Content starts
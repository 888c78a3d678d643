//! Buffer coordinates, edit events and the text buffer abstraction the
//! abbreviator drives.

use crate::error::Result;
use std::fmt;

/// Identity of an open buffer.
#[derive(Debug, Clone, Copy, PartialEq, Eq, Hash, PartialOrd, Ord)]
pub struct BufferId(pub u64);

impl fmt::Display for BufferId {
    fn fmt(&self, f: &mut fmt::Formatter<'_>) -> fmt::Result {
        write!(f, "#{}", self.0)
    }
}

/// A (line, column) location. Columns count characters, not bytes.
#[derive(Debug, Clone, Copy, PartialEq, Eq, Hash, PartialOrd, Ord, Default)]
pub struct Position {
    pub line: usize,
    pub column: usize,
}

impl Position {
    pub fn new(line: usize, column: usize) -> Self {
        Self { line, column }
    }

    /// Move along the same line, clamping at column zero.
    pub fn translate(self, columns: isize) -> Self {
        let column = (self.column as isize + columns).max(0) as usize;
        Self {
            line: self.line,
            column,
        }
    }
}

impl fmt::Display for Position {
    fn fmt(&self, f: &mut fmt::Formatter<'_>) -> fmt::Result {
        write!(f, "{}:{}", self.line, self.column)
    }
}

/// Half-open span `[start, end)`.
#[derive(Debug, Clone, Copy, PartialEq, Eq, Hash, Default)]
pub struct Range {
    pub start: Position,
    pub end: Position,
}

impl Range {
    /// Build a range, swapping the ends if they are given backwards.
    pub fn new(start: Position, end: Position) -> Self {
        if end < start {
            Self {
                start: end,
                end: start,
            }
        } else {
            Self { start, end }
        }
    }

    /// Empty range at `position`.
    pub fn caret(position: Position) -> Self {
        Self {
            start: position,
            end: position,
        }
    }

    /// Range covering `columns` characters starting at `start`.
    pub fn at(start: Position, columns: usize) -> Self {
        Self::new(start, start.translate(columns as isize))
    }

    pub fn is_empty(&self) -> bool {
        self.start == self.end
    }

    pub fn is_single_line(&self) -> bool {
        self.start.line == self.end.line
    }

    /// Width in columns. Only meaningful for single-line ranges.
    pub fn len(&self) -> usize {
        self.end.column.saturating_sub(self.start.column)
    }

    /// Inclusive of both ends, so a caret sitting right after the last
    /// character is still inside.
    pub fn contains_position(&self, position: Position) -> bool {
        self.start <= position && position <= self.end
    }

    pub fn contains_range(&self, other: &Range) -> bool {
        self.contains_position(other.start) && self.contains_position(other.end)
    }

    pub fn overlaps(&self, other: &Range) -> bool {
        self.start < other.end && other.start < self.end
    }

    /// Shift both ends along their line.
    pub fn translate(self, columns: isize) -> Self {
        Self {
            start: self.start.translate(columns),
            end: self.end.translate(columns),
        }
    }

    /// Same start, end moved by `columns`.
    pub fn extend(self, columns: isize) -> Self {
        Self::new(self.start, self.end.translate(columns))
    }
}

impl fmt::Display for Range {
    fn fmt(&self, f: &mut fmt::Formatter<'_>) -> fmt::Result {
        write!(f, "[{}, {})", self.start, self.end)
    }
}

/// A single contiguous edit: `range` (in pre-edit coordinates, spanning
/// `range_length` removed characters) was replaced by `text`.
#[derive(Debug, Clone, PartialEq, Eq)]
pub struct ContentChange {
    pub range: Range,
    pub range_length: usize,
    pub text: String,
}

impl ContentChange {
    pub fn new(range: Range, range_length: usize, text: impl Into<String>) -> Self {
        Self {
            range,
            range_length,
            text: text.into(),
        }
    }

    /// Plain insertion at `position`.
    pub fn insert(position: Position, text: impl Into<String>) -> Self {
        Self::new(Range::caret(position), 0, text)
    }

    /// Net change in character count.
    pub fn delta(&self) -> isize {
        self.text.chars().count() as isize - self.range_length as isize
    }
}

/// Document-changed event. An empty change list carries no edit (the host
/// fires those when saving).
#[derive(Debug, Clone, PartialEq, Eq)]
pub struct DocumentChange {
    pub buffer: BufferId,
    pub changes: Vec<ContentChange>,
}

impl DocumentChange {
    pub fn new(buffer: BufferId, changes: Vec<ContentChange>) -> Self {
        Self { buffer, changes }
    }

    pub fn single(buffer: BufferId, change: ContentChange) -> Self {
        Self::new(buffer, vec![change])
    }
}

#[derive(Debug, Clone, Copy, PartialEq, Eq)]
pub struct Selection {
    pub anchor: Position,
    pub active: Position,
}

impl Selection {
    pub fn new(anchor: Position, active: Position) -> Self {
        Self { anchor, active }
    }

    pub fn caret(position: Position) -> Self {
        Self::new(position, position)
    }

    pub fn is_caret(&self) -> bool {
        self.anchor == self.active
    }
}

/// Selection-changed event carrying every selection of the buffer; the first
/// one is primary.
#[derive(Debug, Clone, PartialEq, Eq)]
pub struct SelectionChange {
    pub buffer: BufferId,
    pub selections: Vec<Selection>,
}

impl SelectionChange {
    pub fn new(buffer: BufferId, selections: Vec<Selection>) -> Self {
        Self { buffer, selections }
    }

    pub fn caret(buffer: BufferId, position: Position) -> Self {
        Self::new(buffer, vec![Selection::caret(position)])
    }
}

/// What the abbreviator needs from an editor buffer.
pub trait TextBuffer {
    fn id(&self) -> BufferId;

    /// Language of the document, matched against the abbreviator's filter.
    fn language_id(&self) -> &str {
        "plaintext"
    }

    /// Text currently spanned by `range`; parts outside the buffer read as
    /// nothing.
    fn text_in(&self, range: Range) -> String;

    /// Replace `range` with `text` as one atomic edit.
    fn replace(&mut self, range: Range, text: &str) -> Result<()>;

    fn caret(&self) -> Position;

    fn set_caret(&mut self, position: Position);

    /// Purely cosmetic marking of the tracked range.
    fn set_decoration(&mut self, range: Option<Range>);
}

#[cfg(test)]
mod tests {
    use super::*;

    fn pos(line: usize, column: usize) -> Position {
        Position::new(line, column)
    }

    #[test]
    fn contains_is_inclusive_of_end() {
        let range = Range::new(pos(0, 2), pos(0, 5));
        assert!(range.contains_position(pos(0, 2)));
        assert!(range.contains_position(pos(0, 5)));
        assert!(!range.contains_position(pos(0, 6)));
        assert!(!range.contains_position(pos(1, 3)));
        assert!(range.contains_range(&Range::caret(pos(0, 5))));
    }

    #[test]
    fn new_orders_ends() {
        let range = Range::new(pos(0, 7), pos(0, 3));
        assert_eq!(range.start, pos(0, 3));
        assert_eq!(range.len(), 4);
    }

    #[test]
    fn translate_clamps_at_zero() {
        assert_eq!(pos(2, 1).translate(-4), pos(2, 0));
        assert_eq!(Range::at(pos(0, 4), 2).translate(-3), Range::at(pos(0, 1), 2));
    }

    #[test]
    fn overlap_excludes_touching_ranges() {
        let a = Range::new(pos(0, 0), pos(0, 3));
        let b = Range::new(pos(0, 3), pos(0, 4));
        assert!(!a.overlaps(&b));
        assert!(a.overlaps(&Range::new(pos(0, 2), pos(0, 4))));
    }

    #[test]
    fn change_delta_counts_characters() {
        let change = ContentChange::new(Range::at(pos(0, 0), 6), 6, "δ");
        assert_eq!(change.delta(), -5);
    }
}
Content ends
Content starts
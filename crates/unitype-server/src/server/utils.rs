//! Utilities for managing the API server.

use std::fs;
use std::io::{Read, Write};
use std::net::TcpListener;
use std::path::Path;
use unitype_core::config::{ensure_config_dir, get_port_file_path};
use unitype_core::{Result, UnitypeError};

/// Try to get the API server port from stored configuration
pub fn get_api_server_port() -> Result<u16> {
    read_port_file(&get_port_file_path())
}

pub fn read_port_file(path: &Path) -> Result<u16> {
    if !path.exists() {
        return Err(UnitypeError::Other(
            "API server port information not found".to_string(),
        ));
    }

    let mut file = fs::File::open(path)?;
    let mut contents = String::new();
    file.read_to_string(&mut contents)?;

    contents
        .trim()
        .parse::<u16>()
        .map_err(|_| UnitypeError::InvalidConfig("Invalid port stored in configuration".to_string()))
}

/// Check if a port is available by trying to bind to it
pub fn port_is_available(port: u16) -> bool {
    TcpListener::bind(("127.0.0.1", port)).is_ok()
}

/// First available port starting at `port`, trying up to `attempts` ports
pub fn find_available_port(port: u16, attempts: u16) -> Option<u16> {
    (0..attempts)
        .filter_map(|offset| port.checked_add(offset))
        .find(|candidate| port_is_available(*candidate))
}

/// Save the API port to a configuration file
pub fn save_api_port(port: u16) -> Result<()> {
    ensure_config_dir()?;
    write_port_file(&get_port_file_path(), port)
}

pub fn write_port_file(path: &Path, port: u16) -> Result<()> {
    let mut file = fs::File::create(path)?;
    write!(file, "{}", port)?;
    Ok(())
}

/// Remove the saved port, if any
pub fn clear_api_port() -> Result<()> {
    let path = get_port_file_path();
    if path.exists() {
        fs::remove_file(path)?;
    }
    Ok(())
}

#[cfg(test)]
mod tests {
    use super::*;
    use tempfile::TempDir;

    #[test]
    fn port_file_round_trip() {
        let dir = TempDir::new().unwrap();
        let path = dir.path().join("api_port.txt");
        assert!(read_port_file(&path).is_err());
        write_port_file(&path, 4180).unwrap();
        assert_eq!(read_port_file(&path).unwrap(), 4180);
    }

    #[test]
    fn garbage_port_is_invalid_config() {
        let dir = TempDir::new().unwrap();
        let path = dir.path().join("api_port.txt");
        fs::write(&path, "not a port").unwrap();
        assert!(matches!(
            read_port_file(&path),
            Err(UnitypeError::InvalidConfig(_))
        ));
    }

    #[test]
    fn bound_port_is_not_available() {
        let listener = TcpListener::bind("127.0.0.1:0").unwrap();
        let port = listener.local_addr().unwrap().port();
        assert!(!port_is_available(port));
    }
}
Content ends
Content starts
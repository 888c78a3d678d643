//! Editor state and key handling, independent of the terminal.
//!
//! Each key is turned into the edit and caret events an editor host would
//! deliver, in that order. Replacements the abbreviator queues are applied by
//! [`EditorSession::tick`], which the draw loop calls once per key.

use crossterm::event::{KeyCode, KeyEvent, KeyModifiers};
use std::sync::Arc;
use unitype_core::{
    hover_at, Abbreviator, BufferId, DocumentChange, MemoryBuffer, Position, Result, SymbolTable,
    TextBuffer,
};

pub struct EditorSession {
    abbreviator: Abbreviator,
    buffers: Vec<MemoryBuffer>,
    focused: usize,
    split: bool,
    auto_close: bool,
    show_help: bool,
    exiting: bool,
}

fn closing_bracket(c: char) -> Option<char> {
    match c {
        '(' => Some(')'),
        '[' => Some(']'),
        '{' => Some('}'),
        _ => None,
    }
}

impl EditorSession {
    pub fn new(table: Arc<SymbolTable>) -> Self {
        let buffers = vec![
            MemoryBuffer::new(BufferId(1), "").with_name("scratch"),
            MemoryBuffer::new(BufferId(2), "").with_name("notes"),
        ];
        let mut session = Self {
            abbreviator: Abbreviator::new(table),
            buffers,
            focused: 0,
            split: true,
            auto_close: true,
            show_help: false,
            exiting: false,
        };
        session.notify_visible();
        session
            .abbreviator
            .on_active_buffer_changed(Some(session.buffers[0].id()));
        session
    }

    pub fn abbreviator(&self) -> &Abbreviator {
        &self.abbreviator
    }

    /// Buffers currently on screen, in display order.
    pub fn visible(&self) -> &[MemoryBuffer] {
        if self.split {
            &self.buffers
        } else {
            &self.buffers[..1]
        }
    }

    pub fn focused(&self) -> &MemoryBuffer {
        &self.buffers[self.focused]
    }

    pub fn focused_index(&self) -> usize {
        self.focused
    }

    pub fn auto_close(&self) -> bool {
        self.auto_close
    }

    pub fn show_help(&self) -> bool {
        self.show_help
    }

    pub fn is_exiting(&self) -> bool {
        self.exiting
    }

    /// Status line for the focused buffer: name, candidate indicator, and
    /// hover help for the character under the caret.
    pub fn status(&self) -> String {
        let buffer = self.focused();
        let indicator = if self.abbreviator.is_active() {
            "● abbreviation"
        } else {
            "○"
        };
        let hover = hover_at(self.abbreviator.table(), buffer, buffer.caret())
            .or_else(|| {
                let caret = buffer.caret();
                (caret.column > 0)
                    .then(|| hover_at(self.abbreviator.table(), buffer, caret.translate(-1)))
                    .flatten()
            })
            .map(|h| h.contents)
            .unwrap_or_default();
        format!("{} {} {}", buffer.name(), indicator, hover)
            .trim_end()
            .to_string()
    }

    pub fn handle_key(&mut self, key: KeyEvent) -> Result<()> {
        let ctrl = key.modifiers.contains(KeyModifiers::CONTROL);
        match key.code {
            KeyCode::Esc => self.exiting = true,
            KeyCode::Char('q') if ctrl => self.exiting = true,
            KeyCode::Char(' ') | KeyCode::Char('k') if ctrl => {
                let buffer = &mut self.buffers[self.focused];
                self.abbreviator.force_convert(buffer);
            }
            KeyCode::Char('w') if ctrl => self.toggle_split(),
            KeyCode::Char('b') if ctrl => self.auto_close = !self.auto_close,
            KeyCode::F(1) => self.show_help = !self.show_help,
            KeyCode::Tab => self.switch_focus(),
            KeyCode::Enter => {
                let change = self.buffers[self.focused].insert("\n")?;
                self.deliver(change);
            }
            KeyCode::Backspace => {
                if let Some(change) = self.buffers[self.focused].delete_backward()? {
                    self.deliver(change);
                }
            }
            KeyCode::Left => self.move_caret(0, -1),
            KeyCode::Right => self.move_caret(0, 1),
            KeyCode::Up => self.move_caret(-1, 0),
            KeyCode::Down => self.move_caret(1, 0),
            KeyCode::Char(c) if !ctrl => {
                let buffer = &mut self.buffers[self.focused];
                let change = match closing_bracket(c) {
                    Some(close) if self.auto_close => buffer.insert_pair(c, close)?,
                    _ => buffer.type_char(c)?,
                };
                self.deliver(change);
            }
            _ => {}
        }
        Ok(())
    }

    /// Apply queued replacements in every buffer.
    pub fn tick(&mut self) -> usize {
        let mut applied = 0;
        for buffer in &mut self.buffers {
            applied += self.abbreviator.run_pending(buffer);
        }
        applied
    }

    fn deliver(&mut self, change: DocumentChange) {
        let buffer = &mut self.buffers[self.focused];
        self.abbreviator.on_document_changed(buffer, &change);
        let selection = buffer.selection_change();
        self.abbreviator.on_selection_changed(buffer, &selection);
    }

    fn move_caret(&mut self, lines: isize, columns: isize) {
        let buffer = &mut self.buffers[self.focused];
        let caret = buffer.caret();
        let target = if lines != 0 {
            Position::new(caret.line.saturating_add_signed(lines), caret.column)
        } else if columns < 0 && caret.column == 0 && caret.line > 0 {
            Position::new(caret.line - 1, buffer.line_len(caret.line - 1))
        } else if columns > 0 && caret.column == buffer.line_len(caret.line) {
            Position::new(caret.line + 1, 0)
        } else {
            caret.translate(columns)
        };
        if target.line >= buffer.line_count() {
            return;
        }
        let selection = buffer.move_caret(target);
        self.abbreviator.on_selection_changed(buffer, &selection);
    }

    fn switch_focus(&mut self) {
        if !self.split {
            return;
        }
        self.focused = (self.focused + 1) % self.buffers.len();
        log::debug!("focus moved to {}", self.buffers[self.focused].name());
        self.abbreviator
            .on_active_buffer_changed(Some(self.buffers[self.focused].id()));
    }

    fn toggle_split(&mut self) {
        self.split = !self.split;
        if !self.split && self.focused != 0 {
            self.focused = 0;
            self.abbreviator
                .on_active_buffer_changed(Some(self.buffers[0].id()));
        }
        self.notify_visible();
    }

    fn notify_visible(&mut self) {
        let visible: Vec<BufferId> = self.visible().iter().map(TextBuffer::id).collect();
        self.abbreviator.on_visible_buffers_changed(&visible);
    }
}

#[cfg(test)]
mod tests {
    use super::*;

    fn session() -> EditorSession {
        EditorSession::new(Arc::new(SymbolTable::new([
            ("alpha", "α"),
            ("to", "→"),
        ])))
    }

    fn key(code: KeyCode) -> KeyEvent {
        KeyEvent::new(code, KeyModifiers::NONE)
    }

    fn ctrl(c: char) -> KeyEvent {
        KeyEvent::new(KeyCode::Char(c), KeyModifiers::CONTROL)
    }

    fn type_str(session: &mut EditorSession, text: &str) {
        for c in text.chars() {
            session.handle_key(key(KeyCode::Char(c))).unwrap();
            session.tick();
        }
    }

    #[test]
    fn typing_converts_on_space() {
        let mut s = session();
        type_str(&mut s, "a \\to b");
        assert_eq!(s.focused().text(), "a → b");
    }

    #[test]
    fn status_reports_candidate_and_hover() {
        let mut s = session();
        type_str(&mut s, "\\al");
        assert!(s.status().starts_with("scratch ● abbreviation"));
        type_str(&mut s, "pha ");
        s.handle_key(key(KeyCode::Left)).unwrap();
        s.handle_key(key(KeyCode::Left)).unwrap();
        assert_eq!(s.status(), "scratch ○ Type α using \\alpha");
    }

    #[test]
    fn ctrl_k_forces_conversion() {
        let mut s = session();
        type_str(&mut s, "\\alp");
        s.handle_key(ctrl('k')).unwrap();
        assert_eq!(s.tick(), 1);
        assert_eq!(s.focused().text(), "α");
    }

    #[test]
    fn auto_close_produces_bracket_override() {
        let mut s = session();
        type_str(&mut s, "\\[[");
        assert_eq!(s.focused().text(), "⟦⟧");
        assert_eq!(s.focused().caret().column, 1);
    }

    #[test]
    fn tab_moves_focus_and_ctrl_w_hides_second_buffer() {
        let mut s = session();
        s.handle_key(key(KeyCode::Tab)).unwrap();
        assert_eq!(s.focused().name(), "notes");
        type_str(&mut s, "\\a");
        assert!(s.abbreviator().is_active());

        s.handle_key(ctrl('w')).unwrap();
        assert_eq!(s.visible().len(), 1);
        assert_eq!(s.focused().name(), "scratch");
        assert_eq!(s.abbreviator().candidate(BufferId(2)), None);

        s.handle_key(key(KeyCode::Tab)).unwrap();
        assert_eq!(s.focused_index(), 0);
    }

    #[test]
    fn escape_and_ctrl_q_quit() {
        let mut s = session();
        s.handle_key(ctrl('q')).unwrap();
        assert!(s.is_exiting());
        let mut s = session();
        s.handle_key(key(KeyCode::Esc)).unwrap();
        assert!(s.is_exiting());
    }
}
Content ends
ACTION ITEM: Scan the material above for the string "along". Return each line where it occurs.

SOLUTION BELOW:
    /// Move along the same line, clamping at column zero.
    /// Shift both ends along their line.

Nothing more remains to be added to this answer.